BD: On the train up, we were talking about this question of painting and the heroic, your experience of working in New York in the 70’s and the heroic tradition. We were talking about it then in relation to your experience of thinking you were losing your vision and the impact that had on your working practice. Now we’re talking approaches to painting that happened prior to that … So perhaps this was something that was starting earlier. Was there some way of starting to adjust your thinking about how to make a painting that was less embedded in that heroic mode? What effected that shift?

Conversation interrupted

BD: There was a term you used on the train that I had liked, what was it again?

GM: Endgame.

BD: That’s it.

GM: Yes, it was from the conference we both went to. I had liked that word as a description of the sort of experience of going into painting, of treating a painting like the last painting, it’s all in there, no half measures. Then, what it meant to acknowledge a half measure, or an interruption or externalization, was to acknowledge …

BD: Failure?

GM: Yes. Whereas I don’t think that is true that it’s a failure. Or true? I just think ‘endgame’ is part of a world, a cultural world, a man’s world … (laughs).

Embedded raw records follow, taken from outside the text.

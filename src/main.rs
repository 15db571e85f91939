//! freeze-operator - A Kubernetes operator enforcing change freezes and
//! maintenance windows on workload objects.
//!
//! This is the main entry point that:
//! - Initializes structured logging
//! - Creates the Kubernetes client
//! - Runs leader election (required for HA deployments)
//! - Starts the controllers, health server, and optionally webhook server

use std::path::Path;
use std::sync::Arc;
use std::sync::atomic::{AtomicBool, Ordering};
use std::time::Duration;

use kube::Client;
use kube_leader_election::{LeaseLock, LeaseLockParams};
use tokio::signal;
use tracing::{error, info, warn};

use freeze_operator::health::{HealthState, run_health_server};
use freeze_operator::run_controllers;
use freeze_operator::{WEBHOOK_CERT_PATH, WEBHOOK_KEY_PATH, run_webhook_server};

/// Lease configuration
const LEASE_NAME: &str = "freeze-operator-leader";
const LEASE_TTL_SECS: u64 = 15;
const LEASE_RENEW_INTERVAL_SECS: u64 = 5;

/// Grace period for in-flight reconciliations to complete during shutdown
const SHUTDOWN_GRACE_PERIOD_SECS: u64 = 5;

#[tokio::main]
async fn main() -> Result<(), Box<dyn std::error::Error>> {
    // Initialize tracing subscriber
    tracing_subscriber::fmt()
        .with_env_filter(
            tracing_subscriber::EnvFilter::from_default_env()
                .add_directive("freeze_operator=info".parse()?)
                .add_directive("kube=info".parse()?)
                .add_directive("kube_leader_election=info".parse()?),
        )
        .json()
        .init();

    info!("Starting freeze-operator");

    // Create Kubernetes client
    let client = Client::try_default().await?;
    info!("Connected to Kubernetes cluster");

    // Get pod identity for leader election and the self-bypass group
    let pod_name = std::env::var("POD_NAME").unwrap_or_else(|_| {
        warn!("POD_NAME not set, using hostname");
        hostname::get()
            .map(|h| h.to_string_lossy().to_string())
            .unwrap_or_else(|_| "unknown".to_string())
    });
    let namespace = std::env::var("POD_NAMESPACE").unwrap_or_else(|_| {
        warn!("POD_NAMESPACE not set, using 'default'");
        "default".to_string()
    });

    info!(
        holder_id = %pod_name,
        namespace = %namespace,
        lease_name = LEASE_NAME,
        "Initializing leader election"
    );

    // Create shared health state
    let health_state = Arc::new(HealthState::new());

    // Track leadership status
    let is_leader = Arc::new(AtomicBool::new(false));

    // Start health server immediately (probes should work even as non-leader)
    let health_handle = {
        let health_state = health_state.clone();
        tokio::spawn(async move {
            if let Err(e) = run_health_server(health_state).await {
                error!("Health server error: {}", e);
            }
        })
    };

    // Create leader election lease lock
    let lease_lock = LeaseLock::new(
        client.clone(),
        &namespace,
        LeaseLockParams {
            holder_id: pod_name.clone(),
            lease_name: LEASE_NAME.to_string(),
            lease_ttl: Duration::from_secs(LEASE_TTL_SECS),
        },
    );

    // Acquire leadership before starting controllers
    info!("Waiting to acquire leadership...");
    loop {
        match lease_lock.try_acquire_or_renew().await {
            Ok(result) => {
                if result.acquired_lease {
                    info!("Acquired leadership");
                    is_leader.store(true, Ordering::SeqCst);
                    break;
                } else {
                    info!("Another instance is leader, waiting...");
                }
            }
            Err(e) => {
                warn!("Failed to acquire lease: {}, retrying...", e);
            }
        }
        tokio::time::sleep(Duration::from_secs(LEASE_RENEW_INTERVAL_SECS)).await;
    }

    // Start lease renewal background task
    let lease_renewal_handle = {
        let is_leader = is_leader.clone();
        let lease_lock = LeaseLock::new(
            client.clone(),
            &namespace,
            LeaseLockParams {
                holder_id: pod_name,
                lease_name: LEASE_NAME.to_string(),
                lease_ttl: Duration::from_secs(LEASE_TTL_SECS),
            },
        );

        #[allow(clippy::exit)]
        tokio::spawn(async move {
            loop {
                tokio::time::sleep(Duration::from_secs(LEASE_RENEW_INTERVAL_SECS)).await;

                match lease_lock.try_acquire_or_renew().await {
                    Ok(result) => {
                        if !result.acquired_lease {
                            error!("Lost leadership! Shutting down...");
                            is_leader.store(false, Ordering::SeqCst);
                            // Exit so Kubernetes restarts us and we re-enter election
                            std::process::exit(1);
                        }
                    }
                    Err(e) => {
                        error!("Failed to renew lease: {}. Shutting down...", e);
                        is_leader.store(false, Ordering::SeqCst);
                        std::process::exit(1);
                    }
                }
            }
        })
    };

    // Start controllers (only run as leader)
    let controller_handle = {
        let health_state = health_state.clone();
        let controller_client = client.clone();
        tokio::spawn(async move {
            run_controllers(controller_client, Some(health_state)).await;
        })
    };

    // Optionally start webhook server if certificates are available
    let webhook_handle =
        if Path::new(WEBHOOK_CERT_PATH).exists() && Path::new(WEBHOOK_KEY_PATH).exists() {
            info!("TLS certificates found, starting webhook server");
            let webhook_client = client.clone();
            let webhook_namespace = namespace.clone();
            let webhook_health = health_state.clone();
            Some(tokio::spawn(async move {
                if let Err(e) = run_webhook_server(
                    webhook_client,
                    webhook_namespace,
                    Some(webhook_health),
                    WEBHOOK_CERT_PATH,
                    WEBHOOK_KEY_PATH,
                )
                .await
                {
                    error!("Webhook server error: {}", e);
                }
            }))
        } else {
            info!("Webhook certificates not found, webhook server disabled");
            None
        };

    // Wait for any task to complete (or fail), or shutdown signal
    tokio::select! {
        result = controller_handle => {
            if let Err(e) = result {
                error!("Controller task panicked: {}", e);
            }
        }
        result = health_handle => {
            if let Err(e) = result {
                error!("Health server task panicked: {}", e);
            }
        }
        result = async {
            match webhook_handle {
                Some(handle) => handle.await,
                None => std::future::pending().await,
            }
        } => {
            if let Err(e) = result {
                error!("Webhook server task panicked: {}", e);
            }
        }
        // Lease renewal task only exits via process::exit() or panic
        // so this branch is only reached on panic
        Err(e) = lease_renewal_handle => {
            error!("Lease renewal task panicked: {}", e);
        }
        // Handle graceful shutdown on SIGTERM or SIGINT
        _ = shutdown_signal() => {
            info!("Received shutdown signal, initiating graceful shutdown...");

            // Mark as not ready to stop receiving new work
            health_state.set_ready(false).await;
            info!("Marked operator as not ready");

            // Give in-flight reconciliations time to complete
            info!(
                "Waiting {}s for in-flight reconciliations to complete...",
                SHUTDOWN_GRACE_PERIOD_SECS
            );
            tokio::time::sleep(Duration::from_secs(SHUTDOWN_GRACE_PERIOD_SECS)).await;

            info!("Grace period complete, shutting down");
        }
    }

    info!("Operator stopped");
    Ok(())
}

/// Wait for shutdown signal (SIGTERM or SIGINT)
///
/// Note: Signal handler setup failures are fatal - the operator cannot shut down
/// gracefully without them. Using expect() here is intentional.
#[allow(clippy::expect_used)]
async fn shutdown_signal() {
    let ctrl_c = async {
        signal::ctrl_c()
            .await
            .expect("Failed to install Ctrl+C handler");
    };

    #[cfg(unix)]
    let terminate = async {
        signal::unix::signal(signal::unix::SignalKind::terminate())
            .expect("Failed to install SIGTERM handler")
            .recv()
            .await;
    };

    #[cfg(not(unix))]
    let terminate = std::future::pending::<()>();

    tokio::select! {
        _ = ctrl_c => {},
        _ = terminate => {},
    }
}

BD: What do you think has changed for you?

GM: Returning to England, for one thing. Being away from that sense of competitiveness that is New York.

BD: The discussion we were having here around the idea of painting, the heroic and the ‘endgame’ and your own consciousness of your shift away from that attitude in the years after you returned from New York to England is in my mind connected in a way with the previous dialogue we had regarding your appropriation of sources. You are clearly not engaged in an appropriation that is a strict repetition and re-contextualization of something. The image I have is, rather, of someone who mines pictures – whether those are from the near or distant past is neither here nor there. In doing so, my impression is that you treat them as holding particular potentialities, i.e., that you appropriate a source because you detect a potential there – possibly an unrealized potential. Then as a painter your work is to transform and realize it differently. There is both a process of transformation and re-contextualization at play. The reason I relate this back to the issue of the heroic and the endgame is that it is, to my mind, absolutely not the attitude of someone for whom painting could ever be an endgame. Quite the opposite – painting could become quite infinite when viewed from this stance. Am I completely off the mark here?

GM: I do and I don’t feel an attachment to the heroic/endgame. The wish for an endgame would be a wish to finish with painting/life. The obverse is to wish for continuous painting. I think that there is the feeling of continuous painting in the work in this show.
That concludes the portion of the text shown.